● **The task**
Look through the material below and return every line that contains "Some".

● **Input for this task**
________________________

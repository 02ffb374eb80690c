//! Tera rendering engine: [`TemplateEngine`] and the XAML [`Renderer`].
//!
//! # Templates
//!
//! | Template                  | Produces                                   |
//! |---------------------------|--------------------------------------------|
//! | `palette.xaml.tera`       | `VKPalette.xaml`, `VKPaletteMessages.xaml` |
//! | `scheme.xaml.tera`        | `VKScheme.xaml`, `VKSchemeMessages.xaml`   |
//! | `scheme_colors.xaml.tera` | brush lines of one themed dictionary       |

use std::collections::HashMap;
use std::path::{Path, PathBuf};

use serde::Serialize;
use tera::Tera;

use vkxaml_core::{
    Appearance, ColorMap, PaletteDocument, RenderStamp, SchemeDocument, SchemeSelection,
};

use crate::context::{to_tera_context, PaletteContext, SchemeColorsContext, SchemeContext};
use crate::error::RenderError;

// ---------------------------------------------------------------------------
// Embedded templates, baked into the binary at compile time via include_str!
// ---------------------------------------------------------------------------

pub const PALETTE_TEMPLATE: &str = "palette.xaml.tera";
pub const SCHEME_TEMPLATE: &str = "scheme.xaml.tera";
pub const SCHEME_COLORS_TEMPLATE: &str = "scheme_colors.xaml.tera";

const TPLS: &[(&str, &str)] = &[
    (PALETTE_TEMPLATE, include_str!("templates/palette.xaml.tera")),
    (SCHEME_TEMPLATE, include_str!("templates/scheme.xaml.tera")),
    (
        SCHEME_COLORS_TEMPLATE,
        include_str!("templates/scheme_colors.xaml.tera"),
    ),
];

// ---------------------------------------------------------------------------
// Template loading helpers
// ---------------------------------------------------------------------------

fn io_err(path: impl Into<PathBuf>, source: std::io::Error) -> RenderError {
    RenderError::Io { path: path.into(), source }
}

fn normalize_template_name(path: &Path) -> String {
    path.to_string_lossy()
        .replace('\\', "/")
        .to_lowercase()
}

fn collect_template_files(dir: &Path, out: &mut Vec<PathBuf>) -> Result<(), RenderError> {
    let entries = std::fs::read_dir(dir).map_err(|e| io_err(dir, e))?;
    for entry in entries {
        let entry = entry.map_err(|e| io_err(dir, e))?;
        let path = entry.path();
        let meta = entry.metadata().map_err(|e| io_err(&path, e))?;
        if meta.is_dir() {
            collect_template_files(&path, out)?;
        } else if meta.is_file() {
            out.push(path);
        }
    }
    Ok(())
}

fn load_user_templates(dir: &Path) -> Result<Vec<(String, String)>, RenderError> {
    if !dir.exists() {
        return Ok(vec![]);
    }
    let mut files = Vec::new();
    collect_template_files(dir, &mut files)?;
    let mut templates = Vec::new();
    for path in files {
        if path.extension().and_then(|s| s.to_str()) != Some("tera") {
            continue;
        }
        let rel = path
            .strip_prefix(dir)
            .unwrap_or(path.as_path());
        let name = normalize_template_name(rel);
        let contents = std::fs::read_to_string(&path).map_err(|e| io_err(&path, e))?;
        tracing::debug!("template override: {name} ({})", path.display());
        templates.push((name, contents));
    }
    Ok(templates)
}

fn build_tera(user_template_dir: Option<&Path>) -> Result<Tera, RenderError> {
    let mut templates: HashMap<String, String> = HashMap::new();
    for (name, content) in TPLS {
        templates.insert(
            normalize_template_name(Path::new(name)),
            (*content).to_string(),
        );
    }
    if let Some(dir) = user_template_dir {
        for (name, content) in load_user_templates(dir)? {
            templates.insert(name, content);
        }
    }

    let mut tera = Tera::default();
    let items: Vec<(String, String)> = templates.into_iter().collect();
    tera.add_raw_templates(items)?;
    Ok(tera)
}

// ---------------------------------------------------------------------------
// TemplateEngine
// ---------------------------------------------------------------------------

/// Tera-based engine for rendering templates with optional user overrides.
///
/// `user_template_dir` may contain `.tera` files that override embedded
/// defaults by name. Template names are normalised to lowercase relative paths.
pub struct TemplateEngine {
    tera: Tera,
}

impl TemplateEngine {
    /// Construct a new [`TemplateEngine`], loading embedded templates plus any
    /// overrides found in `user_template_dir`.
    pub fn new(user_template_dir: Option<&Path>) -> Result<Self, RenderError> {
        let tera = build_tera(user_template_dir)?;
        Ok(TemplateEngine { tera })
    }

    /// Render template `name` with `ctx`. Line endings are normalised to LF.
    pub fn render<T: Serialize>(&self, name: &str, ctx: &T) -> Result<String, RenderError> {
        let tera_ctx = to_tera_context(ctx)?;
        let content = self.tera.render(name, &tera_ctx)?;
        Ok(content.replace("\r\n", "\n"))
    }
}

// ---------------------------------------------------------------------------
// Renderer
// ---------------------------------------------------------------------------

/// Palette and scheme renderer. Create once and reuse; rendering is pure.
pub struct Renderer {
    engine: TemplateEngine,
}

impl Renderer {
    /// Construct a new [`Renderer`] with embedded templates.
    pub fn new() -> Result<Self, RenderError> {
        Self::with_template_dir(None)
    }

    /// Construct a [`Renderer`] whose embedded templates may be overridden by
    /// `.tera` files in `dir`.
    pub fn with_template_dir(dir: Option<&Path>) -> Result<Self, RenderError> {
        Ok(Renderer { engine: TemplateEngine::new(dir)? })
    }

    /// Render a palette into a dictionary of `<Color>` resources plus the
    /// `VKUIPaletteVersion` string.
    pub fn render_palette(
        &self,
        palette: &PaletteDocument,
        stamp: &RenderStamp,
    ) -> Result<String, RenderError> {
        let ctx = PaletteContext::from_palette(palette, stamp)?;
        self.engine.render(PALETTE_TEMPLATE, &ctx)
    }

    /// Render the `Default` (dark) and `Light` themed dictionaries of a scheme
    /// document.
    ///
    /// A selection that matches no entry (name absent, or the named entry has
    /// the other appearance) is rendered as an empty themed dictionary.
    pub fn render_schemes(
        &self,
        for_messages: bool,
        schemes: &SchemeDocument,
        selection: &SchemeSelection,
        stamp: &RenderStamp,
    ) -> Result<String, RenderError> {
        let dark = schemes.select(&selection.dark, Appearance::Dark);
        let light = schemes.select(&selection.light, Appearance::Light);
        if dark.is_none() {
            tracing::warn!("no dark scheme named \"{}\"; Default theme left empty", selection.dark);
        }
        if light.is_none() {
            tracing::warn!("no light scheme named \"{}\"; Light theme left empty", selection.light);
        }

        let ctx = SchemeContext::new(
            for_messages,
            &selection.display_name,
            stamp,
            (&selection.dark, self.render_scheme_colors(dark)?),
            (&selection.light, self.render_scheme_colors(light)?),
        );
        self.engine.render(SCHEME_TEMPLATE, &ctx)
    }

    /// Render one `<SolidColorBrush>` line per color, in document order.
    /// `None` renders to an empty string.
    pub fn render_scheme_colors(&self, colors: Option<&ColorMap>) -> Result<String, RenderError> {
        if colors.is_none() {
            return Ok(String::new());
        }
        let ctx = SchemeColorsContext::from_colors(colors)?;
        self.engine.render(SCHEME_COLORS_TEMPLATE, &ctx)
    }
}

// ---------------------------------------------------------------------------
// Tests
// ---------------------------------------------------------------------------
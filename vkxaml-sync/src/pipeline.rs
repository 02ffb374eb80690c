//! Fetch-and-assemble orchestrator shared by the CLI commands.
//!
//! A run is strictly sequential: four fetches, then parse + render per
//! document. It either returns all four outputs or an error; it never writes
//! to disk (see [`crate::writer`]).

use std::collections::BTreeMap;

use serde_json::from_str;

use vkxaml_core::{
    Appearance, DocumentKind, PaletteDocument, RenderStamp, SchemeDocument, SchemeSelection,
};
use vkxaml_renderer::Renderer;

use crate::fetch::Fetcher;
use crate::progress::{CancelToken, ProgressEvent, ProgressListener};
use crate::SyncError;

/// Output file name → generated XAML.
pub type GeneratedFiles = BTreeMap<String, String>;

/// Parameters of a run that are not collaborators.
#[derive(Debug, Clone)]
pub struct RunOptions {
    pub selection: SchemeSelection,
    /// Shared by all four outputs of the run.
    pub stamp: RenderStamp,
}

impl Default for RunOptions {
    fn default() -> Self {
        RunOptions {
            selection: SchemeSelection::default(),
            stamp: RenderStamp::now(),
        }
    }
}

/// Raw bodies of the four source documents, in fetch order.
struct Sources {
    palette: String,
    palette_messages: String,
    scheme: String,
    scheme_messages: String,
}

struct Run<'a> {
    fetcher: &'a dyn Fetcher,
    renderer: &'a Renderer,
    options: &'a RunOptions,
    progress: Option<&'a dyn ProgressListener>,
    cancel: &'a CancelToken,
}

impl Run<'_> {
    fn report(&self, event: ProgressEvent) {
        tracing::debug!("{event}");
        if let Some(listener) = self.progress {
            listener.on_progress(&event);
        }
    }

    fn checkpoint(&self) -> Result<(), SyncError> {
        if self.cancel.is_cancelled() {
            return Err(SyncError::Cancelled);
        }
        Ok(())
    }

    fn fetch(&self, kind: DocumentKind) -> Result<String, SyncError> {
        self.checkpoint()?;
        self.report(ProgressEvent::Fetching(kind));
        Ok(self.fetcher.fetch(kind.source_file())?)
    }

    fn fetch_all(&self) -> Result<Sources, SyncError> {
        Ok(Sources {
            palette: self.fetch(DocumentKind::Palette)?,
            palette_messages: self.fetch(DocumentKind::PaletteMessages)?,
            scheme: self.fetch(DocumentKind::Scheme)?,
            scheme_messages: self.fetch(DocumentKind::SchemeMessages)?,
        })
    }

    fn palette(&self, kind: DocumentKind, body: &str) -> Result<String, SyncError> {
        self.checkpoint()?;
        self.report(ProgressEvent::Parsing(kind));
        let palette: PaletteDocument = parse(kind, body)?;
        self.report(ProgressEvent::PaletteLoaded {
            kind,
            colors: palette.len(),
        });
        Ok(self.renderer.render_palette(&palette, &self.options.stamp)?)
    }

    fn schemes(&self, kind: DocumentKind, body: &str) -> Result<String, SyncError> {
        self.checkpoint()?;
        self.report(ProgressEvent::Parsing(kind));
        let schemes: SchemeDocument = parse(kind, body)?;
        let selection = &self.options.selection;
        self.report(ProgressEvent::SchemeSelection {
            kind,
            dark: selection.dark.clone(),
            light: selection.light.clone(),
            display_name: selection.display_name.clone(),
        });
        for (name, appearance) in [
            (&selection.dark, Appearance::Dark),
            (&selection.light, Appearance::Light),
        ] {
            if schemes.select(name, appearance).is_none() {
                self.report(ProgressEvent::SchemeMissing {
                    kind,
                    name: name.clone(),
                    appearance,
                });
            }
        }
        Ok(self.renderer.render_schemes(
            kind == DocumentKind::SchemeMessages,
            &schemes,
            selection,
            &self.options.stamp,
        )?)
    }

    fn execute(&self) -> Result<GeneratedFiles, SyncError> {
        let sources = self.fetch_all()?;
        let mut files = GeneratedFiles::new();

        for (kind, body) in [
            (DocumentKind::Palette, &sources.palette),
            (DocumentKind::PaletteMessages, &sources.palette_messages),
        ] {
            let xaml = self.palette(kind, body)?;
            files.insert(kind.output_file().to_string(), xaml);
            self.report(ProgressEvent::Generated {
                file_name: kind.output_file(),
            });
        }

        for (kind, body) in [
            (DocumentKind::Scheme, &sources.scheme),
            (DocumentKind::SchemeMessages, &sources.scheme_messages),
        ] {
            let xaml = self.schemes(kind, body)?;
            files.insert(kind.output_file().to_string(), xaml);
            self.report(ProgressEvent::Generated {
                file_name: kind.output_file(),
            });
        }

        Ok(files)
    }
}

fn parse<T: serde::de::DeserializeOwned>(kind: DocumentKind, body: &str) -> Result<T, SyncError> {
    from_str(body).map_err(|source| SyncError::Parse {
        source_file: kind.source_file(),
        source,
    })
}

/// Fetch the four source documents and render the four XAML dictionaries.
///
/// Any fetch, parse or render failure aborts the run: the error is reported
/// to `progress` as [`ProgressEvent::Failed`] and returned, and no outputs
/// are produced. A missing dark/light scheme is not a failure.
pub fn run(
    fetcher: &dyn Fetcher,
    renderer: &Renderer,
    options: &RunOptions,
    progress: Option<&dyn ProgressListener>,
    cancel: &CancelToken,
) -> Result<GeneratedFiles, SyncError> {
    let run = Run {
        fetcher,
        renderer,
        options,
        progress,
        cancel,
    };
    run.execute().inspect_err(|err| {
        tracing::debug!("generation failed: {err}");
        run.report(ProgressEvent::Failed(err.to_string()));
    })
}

________________________

● **Answer box**
        if path.extension().and_then(|s| s.to_str()) != Some("tera") {
    if let Some(dir) = user_template_dir {
        if let Some(listener) = self.progress {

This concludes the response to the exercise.